The provision of this order that confidential information may not be set forth in testimony or exhibits without permission being obtained separately is intended to minimize the extent to which we must resort to sealed exhibits and testimony and closed hearings to prevent the public dissemination of confidential information. Ramapo ELP, DEC Staff, and other interested parties are urged to frame their testimony and exhibits concerning timber rattlesnake issues in terms of mitigation measures and associated certificate conditions that might be required, if doing so (while avoiding a discussion of confidential information) would be consistent with the development of a adequate record.


1 Environmental Conservation Law (ECL) §3-0301(2)(r).

2 DEC proposes that confidential treatment be given to data and information in both physical and electronic forms.

3 Ramapo ELP disagrees with certain assertions in DEC Staff's motion that are not directly pertinent to the procedural proposal.

4 Known as the Freedom of Information Law, or "FOIL."

5 New York Telephone Company v. Public Service Commission, 56 N.Y.2d 213, 220 (1982).

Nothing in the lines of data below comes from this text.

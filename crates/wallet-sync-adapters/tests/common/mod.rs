#![allow(dead_code)]

use std::collections::HashMap;
use std::io::Read;
use std::net::TcpListener;
use std::sync::{Arc, Mutex};
use std::thread;
use std::time::Duration;

use alloy::primitives::{Address, U256};
use serde_json::{json, Value};
use tiny_http::{Response, Server};
use tungstenite::Message;

/// Just enough of an Ethereum node (and a proxied wallet) to answer the
/// calls the adapters make.
#[derive(Debug)]
pub struct MockNode {
    pub block: u64,
    pub chain_id: u64,
    pub balances: HashMap<Address, U256>,
    pub accounts: Vec<String>,
    pub grant: Vec<String>,
    pub reject_prompts: bool,
    pub client_version: String,
    /// How long `eth_requestAccounts` keeps the prompt open.
    pub prompt_delay: Option<Duration>,
    pub calls: Vec<String>,
}

impl Default for MockNode {
    fn default() -> Self {
        Self {
            block: 100,
            chain_id: 1,
            balances: HashMap::new(),
            accounts: Vec::new(),
            grant: vec![account_a().to_string()],
            reject_prompts: false,
            client_version: "MetaMask/v11.16.0".to_owned(),
            prompt_delay: None,
            calls: Vec::new(),
        }
    }
}

pub type SharedNode = Arc<Mutex<MockNode>>;

pub fn shared_node() -> SharedNode {
    Arc::new(Mutex::new(MockNode::default()))
}

pub fn calls_to(node: &SharedNode, method: &str) -> usize {
    node.lock()
        .expect("node lock")
        .calls
        .iter()
        .filter(|m| *m == method)
        .count()
}

fn answer(node: &SharedNode, request: &Value) -> Value {
    let id = request.get("id").cloned().unwrap_or(Value::Null);
    let method = request
        .get("method")
        .and_then(Value::as_str)
        .unwrap_or_default()
        .to_owned();
    let params = request.get("params").cloned().unwrap_or(json!([]));

    let delay = {
        let mut n = node.lock().expect("node lock");
        n.calls.push(method.clone());
        n.prompt_delay.filter(|_| method == "eth_requestAccounts")
    };
    if let Some(delay) = delay {
        thread::sleep(delay);
    }

    let mut n = node.lock().expect("node lock");
    let result = match method.as_str() {
        "eth_blockNumber" => Ok(json!(format!("0x{:x}", n.block))),
        "eth_chainId" => Ok(json!(format!("0x{:x}", n.chain_id))),
        "eth_getBalance" => {
            let account: Address = params[0]
                .as_str()
                .and_then(|s| s.parse().ok())
                .unwrap_or(Address::ZERO);
            let wei = n.balances.get(&account).copied().unwrap_or_default();
            Ok(json!(format!("0x{wei:x}")))
        }
        "eth_accounts" => Ok(json!(n.accounts)),
        "eth_requestAccounts" if n.reject_prompts => {
            Err(json!({"code": 4001, "message": "User rejected the request."}))
        }
        "eth_requestAccounts" => {
            n.accounts = n.grant.clone();
            Ok(json!(n.accounts))
        }
        "web3_clientVersion" => Ok(json!(n.client_version)),
        _ => Err(json!({"code": -32601, "message": "method not found"})),
    };
    match result {
        Ok(result) => json!({"jsonrpc": "2.0", "id": id, "result": result}),
        Err(error) => json!({"jsonrpc": "2.0", "id": id, "error": error}),
    }
}

/// Serves JSON-RPC over HTTP until the process exits, one thread per request
/// so a slow prompt does not hold up other calls. Returns the base url.
pub fn spawn_http_node(node: SharedNode) -> String {
    let server = Server::http("127.0.0.1:0").expect("start server");
    let url = format!("http://{}", server.server_addr());

    thread::spawn(move || {
        while let Ok(mut req) = server.recv() {
            let node = node.clone();
            thread::spawn(move || {
                let mut body = String::new();
                let _ = req.as_reader().read_to_string(&mut body);
                let payload = match serde_json::from_str::<Value>(&body) {
                    Ok(request) => answer(&node, &request),
                    Err(_) => json!({
                        "jsonrpc": "2.0",
                        "id": null,
                        "error": {"code": -32700, "message": "parse error"}
                    }),
                };
                let _ = req.respond(Response::from_string(payload.to_string()));
            });
        }
    });

    url
}

/// Serves JSON-RPC over one WebSocket connection. Every reply is preceded by
/// an unsolicited subscription frame.
pub fn spawn_ws_node(node: SharedNode) -> String {
    let listener = TcpListener::bind("127.0.0.1:0").expect("bind ws");
    let url = format!("ws://{}", listener.local_addr().expect("ws addr"));

    thread::spawn(move || {
        let Ok((stream, _)) = listener.accept() else {
            return;
        };
        let Ok(mut socket) = tungstenite::accept(stream) else {
            return;
        };
        while let Ok(frame) = socket.read() {
            let Message::Text(text) = frame else {
                continue;
            };
            let Ok(request) = serde_json::from_str::<Value>(&text) else {
                continue;
            };
            let push = json!({
                "jsonrpc": "2.0",
                "method": "eth_subscription",
                "params": {"subscription": "0x1", "result": {"number": "0x0"}}
            });
            if socket.send(Message::Text(push.to_string())).is_err() {
                break;
            }
            let reply = answer(&node, &request);
            if socket.send(Message::Text(reply.to_string())).is_err() {
                break;
            }
        }
    });

    url
}

pub fn account_a() -> Address {
    "0x1000000000000000000000000000000000000001"
        .parse()
        .expect("valid account a")
}

pub fn account_b() -> Address {
    "0x2000000000000000000000000000000000000002"
        .parse()
        .expect("valid account b")
}

pub fn eth(n: u64) -> U256 {
    U256::from(n) * U256::from(10u64).pow(U256::from(18u64))
}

6 Dunlea v. Goldmark, 54 A.D.2d 446, 449 (1976), aff'd 43 N.Y.2d 754 (1977).

7 6 NYCRR §182.6(b)(5)(v).

8 See 16 NYCRR §5.3(a). The requirement that an interrogatory be served on all parties should be noted. The examiners shall also be served with copies of all requests for confidential information.

9 16 NYCRR §5.3(e). The requirement that such an objection be served on all parties should be noted.

10 16 NYCRR §3.6(d)(1).

11 In accordance with this provision, the confidential information submitted for in camera review along with DEC Staff's motion is being returned to DEC Staff counsel.